First, let's load the JSON file which describes the human pose task.  This is in COCO format, it is the category descriptor pulled from the annotations file.  We modify the COCO category slightly, to add a neck keypoint.  We will use this task description JSON to create a topology tensor, which is an intermediate data structure that describes the part linkages, as well as which channels in the part affinity field each linkage corresponds to.

In [1]:
import json, sys

sys.path.append("../trt_pose/trt_pose")
import trt_pose.coco

sys.path.append("../jetcam/jetcam")
from jetcam.usb_camera import USBCamera
# from jetcam.csi_camera import CSICamera

import torchvision.transforms as transforms
import torch
import torch2trt
import trt_pose.models

from trt_pose.draw_objects import DrawObjects
from trt_pose.parse_objects import ParseObjects

import PIL.Image
from torch2trt import TRTModule
import cv2, time

import ipywidgets
from IPython.display import display, clear_output

In [2]:
convert_model_to_tensorrt = False # False True
display_in_jupyter = True
test_fps = False

global image_w
image_w = None

WIDTH = 224
HEIGHT = 224

In [3]:
def bgr8_to_jpeg_bytes(value, quality=75):
    return bytes(cv2.imencode('.jpg', value)[1])

In [4]:
camera = cv2.VideoCapture(0, cv2.CAP_V4L2)
camera_width = camera.get(cv2.CAP_PROP_FRAME_WIDTH)
camera_height = camera.get(cv2.CAP_PROP_FRAME_HEIGHT)
print("camera default width/height", camera_width, camera_height)

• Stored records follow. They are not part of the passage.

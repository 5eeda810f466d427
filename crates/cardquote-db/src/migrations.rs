//! # Database Migrations
//!
//! Embedded SQL migrations for cardquote.
//!
//! ## How Migrations Work
//! ```text
//! ┌─────────────────────────────────────────────────────────────────────────┐
//! │                      Migration Process                                  │
//! │                                                                         │
//! │  Service Startup                                                       │
//! │       │                                                                 │
//! │       ▼                                                                 │
//! │  Check _sqlx_migrations table                                          │
//! │       │                                                                 │
//! │       ├── Table doesn't exist? Create it                               │
//! │       │                                                                 │
//! │       ▼                                                                 │
//! │  Compare embedded migrations vs applied                                │
//! │       │                                                                 │
//! │       ├── 001_initial_schema.sql ✓ (already applied)                  │
//! │       └── 002_...                ⬜ (NEW - needs to run)               │
//! │       │                                                                 │
//! │       ▼                                                                 │
//! │  Run pending migrations in order, record in _sqlx_migrations           │
//! │                                                                         │
//! └─────────────────────────────────────────────────────────────────────────┘
//! ```
//!
//! ## Adding New Migrations
//!
//! 1. Create a new file in `migrations/sqlite/` with the next sequence number
//! 2. Name format: `NNN_description.sql` (e.g., `002_add_categories.sql`)
//! 3. Write idempotent SQL (use `IF NOT EXISTS` where possible)
//! 4. **NEVER** modify existing migrations - always add new ones

use sqlx::SqlitePool;
use tracing::info;

use crate::error::DbResult;

/// Embedded migrations from the `migrations/sqlite` directory.
///
/// The `sqlx::migrate!()` macro embeds all SQL files from the specified
/// directory into the binary at compile time. No runtime file access needed.
static MIGRATOR: sqlx::migrate::Migrator = sqlx::migrate!("../../migrations/sqlite");

/// Runs all pending database migrations.
///
/// ## Safety
/// - Idempotent: safe to run multiple times
/// - Transactional: each migration runs in a transaction
/// - Ordered: migrations run in filename order (001, 002, ...)
pub async fn run_migrations(pool: &SqlitePool) -> DbResult<()> {
    info!("Checking for pending migrations");

    MIGRATOR.run(pool).await?;

    info!("All migrations applied successfully");
    Ok(())
}

/// Returns information about migrations.
///
/// ## Returns
/// Tuple of (total_migrations, applied_migrations)
///
/// ## Usage
/// For diagnostics and health checks.
pub async fn migration_status(pool: &SqlitePool) -> DbResult<(usize, usize)> {
    let total = MIGRATOR.migrations.len();

    let applied: i64 = sqlx::query_scalar("SELECT COUNT(*) FROM _sqlx_migrations")
        .fetch_one(pool)
        .await
        .unwrap_or(0);

    Ok((total, applied as usize))
}
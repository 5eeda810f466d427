//! # Tier Resolution
//!
//! Graduated tier resolution for volume-priced catalog items.
//!
//! ## Graduated, Not All-Or-Nothing
//! ```text
//! ┌─────────────────────────────────────────────────────────────────────────┐
//! │  Schedule:  tier 1: 1–100 @ $2.00      tier 2: 101+ @ $1.00            │
//! │                                                                         │
//! │  quantity = 150                                                         │
//! │       │                                                                 │
//! │       ▼                                                                 │
//! │  tier 1 bills its window:   100 × $2.00 = $200.00                      │
//! │  tier 2 bills the rest:      50 × $1.00 =  $50.00                      │
//! │                                          ──────────                     │
//! │  line subtotal                            $250.00                      │
//! │                                                                         │
//! │  The whole quantity is never repriced at a single tier's rate.         │
//! └─────────────────────────────────────────────────────────────────────────┘
//! ```
//!
//! ## Schedules Without an Unbounded Final Tier
//! Catalog validation rejects them (see
//! [`crate::validation::validate_tier_schedule`]); the last tier must have
//! `max_quantity = None`. The resolver itself never errors: handed an
//! unvalidated schedule, quantity beyond the highest bounded tier is billed
//! at that tier's rate and folded into its window, so the per-tier
//! quantities always sum to the input quantity.

use serde::{Deserialize, Serialize};
use ts_rs::TS;

use crate::money::Money;
use crate::types::PricingTier;

// =============================================================================
// Active Tier
// =============================================================================

/// One row of a resolved tier breakdown: how much of the line's quantity
/// fell into this tier and what it cost.
#[derive(Debug, Clone, PartialEq, Serialize, Deserialize, TS)]
#[ts(export)]
#[serde(rename_all = "camelCase")]
pub struct ActiveTier {
    /// Id of the schedule tier this row came from.
    pub tier_id: String,

    /// Tier display name.
    pub tier_name: String,

    /// Units billed within this tier's window.
    pub quantity: i64,

    /// Unit price of this tier, in cents.
    pub unit_price_cents: i64,

    /// `quantity × unit_price` for this tier, in cents.
    pub subtotal_cents: i64,
}

impl ActiveTier {
    /// Returns this tier row's subtotal as Money.
    #[inline]
    pub fn subtotal(&self) -> Money {
        Money::from_cents(self.subtotal_cents)
    }
}

// =============================================================================
// Resolution
// =============================================================================

/// Resolves a quantity against a graduated tier schedule.
///
/// Pure function of its inputs. Evaluates tiers in ascending `min_quantity`
/// order (sorting a copy of the slice, so callers need not pre-sort).
///
/// ## Edge Cases
/// - `quantity <= 0` → empty breakdown (zero cost)
/// - empty schedule → empty breakdown
/// - quantity beyond all bounded tiers, no unbounded tier → excess billed
///   at the highest tier's rate (see module docs)
///
/// ## Example
/// ```rust
/// use cardquote_core::tiers::resolve_tiers;
/// use cardquote_core::types::PricingTier;
///
/// let tiers = vec![
///     PricingTier {
///         id: "t1".into(),
///         name: "First 100".into(),
///         min_quantity: 1,
///         max_quantity: Some(100),
///         unit_price_cents: 200,
///         description: None,
///         config_field: None,
///     },
///     PricingTier {
///         id: "t2".into(),
///         name: "100+".into(),
///         min_quantity: 101,
///         max_quantity: None,
///         unit_price_cents: 100,
///         description: None,
///         config_field: None,
///     },
/// ];
///
/// let breakdown = resolve_tiers(150, &tiers);
/// assert_eq!(breakdown.len(), 2);
/// assert_eq!(breakdown[0].subtotal_cents, 20_000); // 100 × $2.00
/// assert_eq!(breakdown[1].subtotal_cents, 5_000);  //  50 × $1.00
/// ```
pub fn resolve_tiers(quantity: i64, tiers: &[PricingTier]) -> Vec<ActiveTier> {
    if quantity <= 0 || tiers.is_empty() {
        return Vec::new();
    }

    // Evaluate in window order regardless of how the schedule was stored.
    let mut ordered: Vec<&PricingTier> = tiers.iter().collect();
    ordered.sort_by_key(|t| t.min_quantity);

    let mut breakdown = Vec::new();
    let mut covered: i64 = 0;

    for tier in &ordered {
        if quantity < tier.min_quantity {
            break;
        }

        // Units of the line quantity falling inside [min, max].
        let upper = tier.max_quantity.unwrap_or(i64::MAX);
        let in_tier = quantity.min(upper) - tier.min_quantity + 1;
        if in_tier <= 0 {
            continue;
        }

        let subtotal = Money::from_cents(tier.unit_price_cents).multiply_quantity(in_tier);
        breakdown.push(ActiveTier {
            tier_id: tier.id.clone(),
            tier_name: tier.name.clone(),
            quantity: in_tier,
            unit_price_cents: tier.unit_price_cents,
            subtotal_cents: subtotal.cents(),
        });
        covered += in_tier;
    }

    // Unvalidated schedule fallback: bill the uncovered excess at the top
    // tier's rate so the breakdown still partitions the whole quantity.
    if covered < quantity {
        if let Some(last) = breakdown.last_mut() {
            let excess = quantity - covered;
            last.quantity += excess;
            last.subtotal_cents += Money::from_cents(last.unit_price_cents)
                .multiply_quantity(excess)
                .cents();
        }
    }

    breakdown
}

/// Sums a resolved breakdown into a line subtotal.
pub fn breakdown_subtotal(breakdown: &[ActiveTier]) -> Money {
    breakdown.iter().map(ActiveTier::subtotal).sum()
}

// =============================================================================
// Unit Tests
// =============================================================================
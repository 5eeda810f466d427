//! # Client Configuration
//!
//! The user's input parameters: client/project identification plus a map of
//! configuration-field-id → typed value.
//!
//! ## Why a Tagged Union?
//! The configurator frontend works with a loose `Record<string, value>`.
//! On this side every value carries its kind, so the rule engine's
//! trigger-condition evaluation is an exhaustive `match`, not a runtime
//! `typeof` branch that silently misfires on an unexpected shape.

use serde::{Deserialize, Serialize};
use std::collections::BTreeMap;
use ts_rs::TS;

// =============================================================================
// Config Value
// =============================================================================

/// A single configuration field value.
///
/// ## Examples
/// - `has_debit_cards: Bool(true)`
/// - `monthly_active_cards: Number(25_000)`
/// - `card_network: Text("visa")`
#[derive(Debug, Clone, PartialEq, Serialize, Deserialize, TS)]
#[ts(export)]
#[serde(tag = "kind", content = "value", rename_all = "snake_case")]
pub enum ConfigValue {
    /// A toggle (e.g. "do you issue debit cards?").
    Bool(bool),

    /// A volume or count (e.g. cards issued per month).
    Number(i64),

    /// Free-form text (e.g. BIN sponsor name). Never drives pricing rules
    /// directly; carried for scenario persistence and display.
    Text(String),
}

impl ConfigValue {
    /// Interprets the value as a quantity for quantity-sync mappings.
    ///
    /// - `Number(n)` → `n`
    /// - `Bool(true)` → 1, `Bool(false)` → 0
    /// - `Text(_)` → no quantity
    pub fn as_quantity(&self) -> Option<i64> {
        match self {
            ConfigValue::Number(n) => Some(*n),
            ConfigValue::Bool(true) => Some(1),
            ConfigValue::Bool(false) => Some(0),
            ConfigValue::Text(_) => None,
        }
    }
}

// =============================================================================
// Client Config
// =============================================================================

/// The client's quote parameters.
///
/// Mutated continuously as the user edits the configurator form; scoped to
/// one browsing session or a persisted scenario.
///
/// ## Field Map Ordering
/// `BTreeMap` keeps field iteration deterministic, which keeps rule-engine
/// passes and serialized scenarios byte-stable for identical inputs.
#[derive(Debug, Clone, Default, PartialEq, Serialize, Deserialize, TS)]
#[ts(export)]
#[serde(rename_all = "camelCase")]
pub struct ClientConfig {
    /// Client (issuer) name shown on the quote.
    pub client_name: String,

    /// Project or program name shown on the quote.
    pub project_name: String,

    /// Configuration field id → typed value.
    pub fields: BTreeMap<String, ConfigValue>,
}

impl ClientConfig {
    /// Creates an empty config for a named client/project.
    pub fn new(client_name: impl Into<String>, project_name: impl Into<String>) -> Self {
        ClientConfig {
            client_name: client_name.into(),
            project_name: project_name.into(),
            fields: BTreeMap::new(),
        }
    }

    /// Returns the value of a configuration field, if set.
    pub fn get(&self, field_id: &str) -> Option<&ConfigValue> {
        self.fields.get(field_id)
    }

    /// Sets a configuration field value.
    pub fn set(&mut self, field_id: impl Into<String>, value: ConfigValue) {
        self.fields.insert(field_id.into(), value);
    }

    /// Clears a configuration field. Auto-added items mapped to the field
    /// are removed on the next rule-engine pass.
    pub fn clear(&mut self, field_id: &str) -> Option<ConfigValue> {
        self.fields.remove(field_id)
    }
}

// =============================================================================
// Unit Tests
// =============================================================================

#[cfg(test)]
mod tests {
    use super::*;

    #[test]
    fn test_as_quantity() {
        assert_eq!(ConfigValue::Number(25_000).as_quantity(), Some(25_000));
        assert_eq!(ConfigValue::Bool(true).as_quantity(), Some(1));
        assert_eq!(ConfigValue::Bool(false).as_quantity(), Some(0));
        assert_eq!(ConfigValue::Text("visa".into()).as_quantity(), None);
    }

    #[test]
    fn test_config_set_get_clear() {
        let mut config = ClientConfig::new("Acme Bank", "Debit Launch");
        config.set("has_debit_cards", ConfigValue::Bool(true));

        assert_eq!(
            config.get("has_debit_cards"),
            Some(&ConfigValue::Bool(true))
        );
        assert_eq!(config.get("missing"), None);

        config.clear("has_debit_cards");
        assert_eq!(config.get("has_debit_cards"), None);
    }

    #[test]
    fn test_serde_tagged_shape() {
        let value = ConfigValue::Number(42);
        let json = serde_json::to_string(&value).unwrap();
        assert_eq!(json, r#"{"kind":"number","value":42}"#);
    }
}
//! # cardquote-core: Pure Pricing Engine for cardquote
//!
//! This crate is the **heart** of cardquote. It contains the pricing
//! calculation engine for the card-services quote configurator as pure
//! functions with zero I/O dependencies.
//!
//! ## Architecture Position
//! ```text
//! ┌─────────────────────────────────────────────────────────────────────────┐
//! │                      cardquote Architecture                             │
//! │                                                                         │
//! │  ┌─────────────────────────────────────────────────────────────────┐   │
//! │  │                 Configurator Frontend (TypeScript)              │   │
//! │  │    Config Form ──► Item Picker ──► Discounts ──► Summary        │   │
//! │  └─────────────────────────────┬───────────────────────────────────┘   │
//! │                                │ JSON                                   │
//! │  ┌─────────────────────────────▼───────────────────────────────────┐   │
//! │  │               ★ cardquote-core (THIS CRATE) ★                   │   │
//! │  │                                                                 │   │
//! │  │   ┌───────────┐  ┌───────────┐  ┌───────────┐  ┌───────────┐  │   │
//! │  │   │   tiers   │  │  pricing  │  │   rules   │  │   quote   │  │   │
//! │  │   │ graduated │  │ discounts │  │ auto-add  │  │ selection │  │   │
//! │  │   │ schedules │  │ summaries │  │ qty-sync  │  │ container │  │   │
//! │  │   └───────────┘  └───────────┘  └───────────┘  └───────────┘  │   │
//! │  │                                                                 │   │
//! │  │   NO I/O • NO DATABASE • NO NETWORK • PURE FUNCTIONS           │   │
//! │  └─────────────────────────────────────────────────────────────────┘   │
//! │                                │                                        │
//! │  ┌─────────────────────────────▼───────────────────────────────────┐   │
//! │  │                  cardquote-db (Database Layer)                  │   │
//! │  │        SQLite catalog + saved scenarios, repositories           │   │
//! │  └─────────────────────────────────────────────────────────────────┘   │
//! └─────────────────────────────────────────────────────────────────────────┘
//! ```
//!
//! ## Modules
//!
//! - [`types`] - Domain types (PricingItem, SelectedItem, discounts, etc.)
//! - [`config`] - Client configuration values (typed, not stringly)
//! - [`money`] - Money type with integer arithmetic (no floating point!)
//! - [`tiers`] - Graduated tier resolution
//! - [`pricing`] - Line totals and the aggregate fee summary
//! - [`rules`] - Auto-add / quantity-sync rule engine
//! - [`quote`] - The working quote (selection state container)
//! - [`error`] - Domain error types
//! - [`validation`] - Business rule validation
//!
//! ## Design Principles
//!
//! 1. **Pure Functions**: Every calculation is deterministic - same input = same output
//! 2. **No I/O**: Database, network, file system access is FORBIDDEN here
//! 3. **Integer Money**: All monetary values are in cents (i64) to avoid float errors
//! 4. **Explicit Errors**: All errors are typed, never strings or panics
//!
//! ## Example Usage
//!
//! ```rust
//! use cardquote_core::money::Money;
//!
//! // Create money from cents (never from floats!)
//! let unit_price = Money::from_cents(250); // $2.50 per card
//!
//! // A percentage discount in basis points (2000 = 20%)
//! let line = unit_price.multiply_quantity(100);
//! let discounted = line.apply_percentage_discount(2000);
//!
//! assert_eq!(discounted.cents(), 20_000); // $250.00 -> $200.00
//! ```

// =============================================================================
// Module Declarations
// =============================================================================

pub mod config;
pub mod error;
pub mod money;
pub mod pricing;
pub mod quote;
pub mod rules;
pub mod tiers;
pub mod types;
pub mod validation;

// =============================================================================
// Re-exports for Convenience
// =============================================================================
// These allow users to do `use cardquote_core::Money` instead of
// `use cardquote_core::money::Money`

pub use config::{ClientConfig, ConfigValue};
pub use error::{CoreError, ValidationError};
pub use money::Money;
pub use pricing::{summarize, FeeSummary, LineBreakdown};
pub use quote::{Quote, QuoteTotals};
pub use tiers::{resolve_tiers, ActiveTier};
pub use types::*;

// =============================================================================
// Crate-Level Constants
// =============================================================================

/// Maximum distinct items allowed in a single quote.
///
/// ## Business Reason
/// The catalog itself holds tens of items; a selection larger than this is
/// always a frontend bug, not a real quote.
pub const MAX_SELECTED_ITEMS: usize = 100;

/// Maximum quantity of a single line in a quote.
///
/// ## Business Reason
/// Card volumes are entered by hand; this caps obvious typos
/// (e.g. 10,000,000,000 cards) while still covering large issuers.
pub const MAX_ITEM_QUANTITY: i64 = 1_000_000_000;

/// Months per year used to annualize recurring totals.
pub const MONTHS_PER_YEAR: i64 = 12;
//! # Scenario Repository
//!
//! Persistence for saved quote scenarios.
//!
//! ## Storage Model
//! ```text
//! ┌─────────────────────────────────────────────────────────────────────────┐
//! │                    Scenario Storage                                     │
//! │                                                                         │
//! │  The full ScenarioData (config + selected items + global discount +    │
//! │  computed summary) is one JSON document - exactly the shape the         │
//! │  frontend serializes. Name and client/project are lifted into columns  │
//! │  so list views never parse payloads.                                   │
//! │                                                                         │
//! │  scenarios                                                              │
//! │  ┌──────┬──────────┬─────────────┬──────────────┬───────────────────┐  │
//! │  │ id   │ name     │ client_name │ project_name │ data (JSON)       │  │
//! │  ├──────┼──────────┼─────────────┼──────────────┼───────────────────┤  │
//! │  │ a1.. │ Q3 quote │ Acme Bank   │ Debit Launch │ {"config":{...}}  │  │
//! │  └──────┴──────────┴─────────────┴──────────────┴───────────────────┘  │
//! └─────────────────────────────────────────────────────────────────────────┘
//! ```

use chrono::{DateTime, Utc};
use sqlx::SqlitePool;
use tracing::debug;

use crate::error::{DbError, DbResult};
use cardquote_core::ScenarioData;

/// Lightweight scenario listing entry (no payload parse).
#[derive(Debug, Clone, sqlx::FromRow)]
pub struct ScenarioSummaryRow {
    pub id: String,
    pub name: String,
    pub client_name: String,
    pub project_name: String,
    pub created_at: DateTime<Utc>,
    pub updated_at: DateTime<Utc>,
}

#[derive(Debug, sqlx::FromRow)]
struct ScenarioRow {
    data: String,
}

/// Repository for saved scenario operations.
#[derive(Debug, Clone)]
pub struct ScenarioRepository {
    pool: SqlitePool,
}

impl ScenarioRepository {
    /// Creates a new ScenarioRepository.
    pub fn new(pool: SqlitePool) -> Self {
        ScenarioRepository { pool }
    }

    /// Saves a scenario, replacing any existing one with the same id.
    ///
    /// Save-over-save of the same scenario is the normal flow (the user
    /// keeps working and hits save again), hence upsert rather than insert.
    pub async fn save(&self, scenario: &ScenarioData) -> DbResult<()> {
        debug!(id = %scenario.id, name = %scenario.name, "Saving scenario");

        let data = serde_json::to_string(scenario)?;

        sqlx::query(
            r#"
            INSERT INTO scenarios (
                id, name, client_name, project_name, data, created_at, updated_at
            ) VALUES (?1, ?2, ?3, ?4, ?5, ?6, ?7)
            ON CONFLICT(id) DO UPDATE SET
                name = excluded.name,
                client_name = excluded.client_name,
                project_name = excluded.project_name,
                data = excluded.data,
                updated_at = excluded.updated_at
            "#,
        )
        .bind(&scenario.id)
        .bind(&scenario.name)
        .bind(&scenario.config.client_name)
        .bind(&scenario.config.project_name)
        .bind(&data)
        .bind(scenario.created_at)
        .bind(scenario.updated_at)
        .execute(&self.pool)
        .await?;

        Ok(())
    }

    /// Loads a scenario by id.
    ///
    /// ## Returns
    /// * `Ok(Some(ScenarioData))` - Scenario found and parsed
    /// * `Ok(None)` - No scenario with that id
    /// * `Err(DbError::Serialization)` - Stored payload no longer parses
    pub async fn get_by_id(&self, id: &str) -> DbResult<Option<ScenarioData>> {
        let row = sqlx::query_as::<_, ScenarioRow>("SELECT data FROM scenarios WHERE id = ?1")
            .bind(id)
            .fetch_optional(&self.pool)
            .await?;

        match row {
            Some(row) => Ok(Some(serde_json::from_str(&row.data)?)),
            None => Ok(None),
        }
    }

    /// Lists saved scenarios, newest first.
    ///
    /// Returns listing rows only; call [`Self::get_by_id`] to load the
    /// full payload when the user opens one.
    pub async fn list(&self, limit: u32) -> DbResult<Vec<ScenarioSummaryRow>> {
        let rows = sqlx::query_as::<_, ScenarioSummaryRow>(
            r#"
            SELECT id, name, client_name, project_name, created_at, updated_at
            FROM scenarios
            ORDER BY updated_at DESC
            LIMIT ?1
            "#,
        )
        .bind(limit)
        .fetch_all(&self.pool)
        .await?;

        Ok(rows)
    }

    /// Deletes a scenario.
    ///
    /// ## Returns
    /// * `Err(DbError::NotFound)` - No scenario with that id
    pub async fn delete(&self, id: &str) -> DbResult<()> {
        debug!(id = %id, "Deleting scenario");

        let result = sqlx::query("DELETE FROM scenarios WHERE id = ?1")
            .bind(id)
            .execute(&self.pool)
            .await?;

        if result.rows_affected() == 0 {
            return Err(DbError::not_found("Scenario", id));
        }

        Ok(())
    }

    /// Counts saved scenarios.
    pub async fn count(&self) -> DbResult<i64> {
        let count: i64 = sqlx::query_scalar("SELECT COUNT(*) FROM scenarios")
            .fetch_one(&self.pool)
            .await?;
        Ok(count)
    }
}

// =============================================================================
// Unit Tests
// =============================================================================
//! Public IP lookup by asking several "what is my IP" providers at once.
//!
//! Every provider gets its own [Outcome] and one provider's failure
//! never spoils another's answer.

mod error;
mod fetcher;
mod outcome;
mod providers;
mod resolver;

pub use crate::{
    error::FetchError,
    outcome::{Outcome, ResultMap},
    providers::{Extractor, Family, HttpProvider, HttpProviders, KnownProvider, Registry},
    resolver::{Resolver, ResolverBuilder},
};

use anyhow::Result;

/// Queries the given providers with default settings.
pub async fn resolve<P>(providers: P) -> Result<ResultMap>
where
    P: AsRef<[HttpProvider]>,
{
    Resolver::default().resolve(providers).await
}

/// Queries an IPv4 and an IPv6 registry concurrently,
/// each family with its own HTTP client.
pub async fn resolve_both(
    resolver: &Resolver,
    ipv4: &Registry,
    ipv6: &Registry,
) -> Result<(ResultMap, ResultMap)> {
    let (ipv4, ipv6) = futures::join!(resolver.resolve(ipv4), resolver.resolve(ipv6));
    Ok((ipv4?, ipv6?))
}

camera_width, camera_height = 640, 480
camera.set(cv2.CAP_PROP_FRAME_WIDTH, camera_width)
camera.set(cv2.CAP_PROP_FRAME_HEIGHT, camera_width)

if display_in_jupyter:
    image_w = ipywidgets.Image(format='jpeg')
    display(image_w)

while not camera.isOpened():
    time.sleep(camera.isOpened())
start_time = time.time()
for i in range(50):
    ret, image = camera.read()
    if display_in_jupyter:
        image_w.value = bgr8_to_jpeg_bytes(image)
    else:
        cv2.imshow("Video Frame", image)
    key=cv2.waitKey(1)
    if key == 27: # Check for ESC key
        cv2.destroyAllWindows()
        break
print("fps without processing", 50.0 / (time.time() - start_time))

camera.release()
del camera
clear_output()

In [5]:
with open('human_pose.json', 'r') as f:
    human_pose = json.load(f)

topology = trt_pose.coco.coco_category_to_topology(human_pose)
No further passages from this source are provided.